MSB | LSB | |||||||||
---|---|---|---|---|---|---|---|---|---|---|
$$2^{10}$$ | $$2^{9}$$ | $$2^{8}$$ | $$2^{7}$$ | $$2^{6}$$ | $$2^{5}$$ | $$2^{4}$$ | $$2^{3}$$ | $$2^{2}$$ | $$2^{1}$$ | $$2^{0}$$ |
1024 | 512 | 256 | 128 | 64 | 32 | 16 | 8 | 4 | 2 | 1 |
0 | 0 | 0 | 1 | 0 | 0 | 1 | 0 | 1 | 1 | 0 |
In the above example, there are 1s in the \(2^7\), \(2^4\), \(2^2\) and \(2^1\) columns.
Therefore the decimal equivalent value is:
\[ \begin{aligned} 2^7 &= 128\\ 2^4 &= \hspace{0.5em}16 \\ 2^2 &= \hspace{1em} 4 \\ 2^1 &= \hspace{1em} 2 \hspace{0.5em}+ \\ \hline 000 1001 0110 & \equiv 150_{10} \end{aligned} \]
Binary to Decimal Conversion Exercises
Convert the following binary numbers into decimal:
$$2^7$$ | $$2^6$$ | $$2^5$$ | $$2^4$$ | $$2^3$$ | $$2^2$$ | $$2^1$$ | $$2^0$$ | Decimal |
---|---|---|---|---|---|---|---|---|
128 | 64 | 32 | 16 | 8 | 4 | 2 | 1 | |
0 | 1 | 0 | 1 | 0 | 1 | 0 | 1 | |
1 | 1 | 1 | 1 | 1 | 1 | 0 | 1 | |
1 | 0 | 0 | 0 | 0 | 0 | 1 | 0 | |
0 | 0 | 0 | 0 | 1 | 1 | 1 | 0 | |
1 | 1 | 0 | 0 | 1 | 0 | 0 | 1 | |
0 | 0 | 1 | 0 | 0 | 0 | 1 | 0 | |
1 | 1 | 0 | 1 | 1 | 1 | 0 | 1 | |
1 | 0 | 1 | 0 | 1 | 1 | 0 | 1 | |
0 | 0 | 1 | 1 | 0 | 0 | 1 | 0 |
Click for solutions
$$2^7$$ | $$2^6$$ | $$2^5$$ | $$2^4$$ | $$2^3$$ | $$2^2$$ | $$2^1$$ | $$2^0$$ | Decimal |
---|---|---|---|---|---|---|---|---|
128 | 64 | 32 | 16 | 8 | 4 | 2 | 1 | |
0 | 1 | 0 | 1 | 0 | 1 | 0 | 1 | 85 |
1 | 1 | 1 | 1 | 1 | 1 | 0 | 1 | 253 |
1 | 0 | 0 | 0 | 0 | 0 | 1 | 0 | 130 |
0 | 0 | 0 | 0 | 1 | 1 | 1 | 0 | 14 |
1 | 1 | 0 | 0 | 1 | 0 | 0 | 1 | 201 |
0 | 0 | 1 | 0 | 0 | 0 | 1 | 0 | 34 |
1 | 1 | 0 | 1 | 1 | 1 | 0 | 1 | 221 |
1 | 0 | 1 | 0 | 1 | 1 | 0 | 1 | 173 |
0 | 0 | 1 | 1 | 0 | 0 | 1 | 0 | 50 |
Decimal to Binary Conversion
To convert from decimal to Binary, we have continually dividing by two, and is explained in the PowerPoint presentation.
-
Start with the Decimal Number:
Let's take an example decimal number, say23
. -
Divide the Number by 2:
Divide the number by 2 and note down the quotient and the remainder.- ( 23 ÷ 2 = 11 ) remainder ( 1 )

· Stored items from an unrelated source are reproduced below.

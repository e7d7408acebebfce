//! Subcommand implementations

mod grammars;
mod mine;
mod split;

pub use grammars::list_grammars;
pub use mine::{mine, MineArgs};
pub use split::{split, SplitArgs};
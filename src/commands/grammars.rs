use anyhow::Result;
use wiktminer::grammar::{builtin_grammar, builtin_names};

pub fn list_grammars() -> Result<()> {
    println!("{:<6} {:<16} {:<10} Pronunciation block", "Code", "Site", "Target");
    for code in builtin_names() {
        let grammar = builtin_grammar(code)?;
        println!(
            "{:<6} {:<16} {:<10} {}",
            code,
            format!("{}{}", code, grammar.mw_type()),
            grammar.target(),
            grammar
                .pronunciation_regex()
                .map(|re| re.as_str().to_string())
                .unwrap_or_else(|| "-".to_string())
        );
    }
    Ok(())
}
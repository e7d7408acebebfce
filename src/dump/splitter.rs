//! Streaming dump splitter
//!
//! Cuts a MediaWiki export into chunks of whole `<page>` elements, each
//! wrapped in the export root element so it parses on its own. Only three
//! line-level markers are recognized (`<page>`, `</page>`, `<ns>N</ns>`);
//! real XML parsing happens later, per chunk.

use super::source::DumpSource;
use crate::config::SplitterConfig;
use crate::error::MinerError;
use regex::Regex;
use serde::{Deserialize, Serialize};
use std::collections::HashSet;
use std::path::{Path, PathBuf};
use std::sync::OnceLock;
use tracing::{debug, info, trace};

/// Export root open tag, with the namespace declarations of schema 0.10
pub const MEDIAWIKI_OPEN: &str = "<mediawiki xmlns=\"http://www.mediawiki.org/xml/export-0.10/\" xmlns:xsi=\"http://www.w3.org/2001/XMLSchema-instance\" xsi:schemaLocation=\"http://www.mediawiki.org/xml/export-0.10/ http://www.mediawiki.org/xml/export-0.10.xsd\" version=\"0.10\">\n";
/// Export root close tag
pub const MEDIAWIKI_CLOSE: &str = "</mediawiki>";

const PAGE_OPEN: &str = "<page>";
const PAGE_CLOSE: &str = "</page>";

static RE_NAMESPACE: OnceLock<Regex> = OnceLock::new();

fn namespace_regex() -> &'static Regex {
    RE_NAMESPACE.get_or_init(|| Regex::new(r"^<ns>([0-9]+)</ns>").unwrap())
}

/// A bounded batch of pages, as a standalone XML document
#[derive(Debug, Clone, PartialEq, Eq)]
pub struct Chunk {
    /// Pages opened in the dump so far, accepted or not
    pub pages_total: usize,
    /// Pages accepted by the namespace filter so far
    pub pages_matching_namespace: usize,
    /// 1-based chunk index
    pub index: usize,
    /// Pages contained in this chunk
    pub pages: usize,
    /// Wrapped XML contents
    pub contents: String,
}

impl Chunk {
    /// File name used when the chunk is written to disk
    pub fn file_name(&self, prefix: &str) -> String {
        chunk_file_name(prefix, self.index)
    }
}

/// `<prefix><9-digit index>.xml`
pub fn chunk_file_name(prefix: &str, index: usize) -> String {
    format!("{}{:09}.xml", prefix, index)
}

/// Totals reported after splitting a dump to disk
#[derive(Debug, Clone, Default, PartialEq, Eq, Serialize, Deserialize)]
pub struct SplitSummary {
    pub pages_total: usize,
    pub pages_matching_namespace: usize,
    pub chunks_written: usize,
}

/// Splits one dump source into chunks
#[derive(Debug)]
pub struct Splitter {
    source: DumpSource,
    namespaces: HashSet<i32>,
    pages_per_chunk: usize,
    max_pages: Option<usize>,
}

So, our binary representation will start with a
1
.
- ( 23 ÷ 2 = 11 ) remainder ( 1 )
So, our binary representation will start with a
-
Continue Dividing:
Take the quotient from the previous step (which is11
in our case) and divide it by 2 again.- ( 11 ÷ 2 = 5 ) remainder ( 1 )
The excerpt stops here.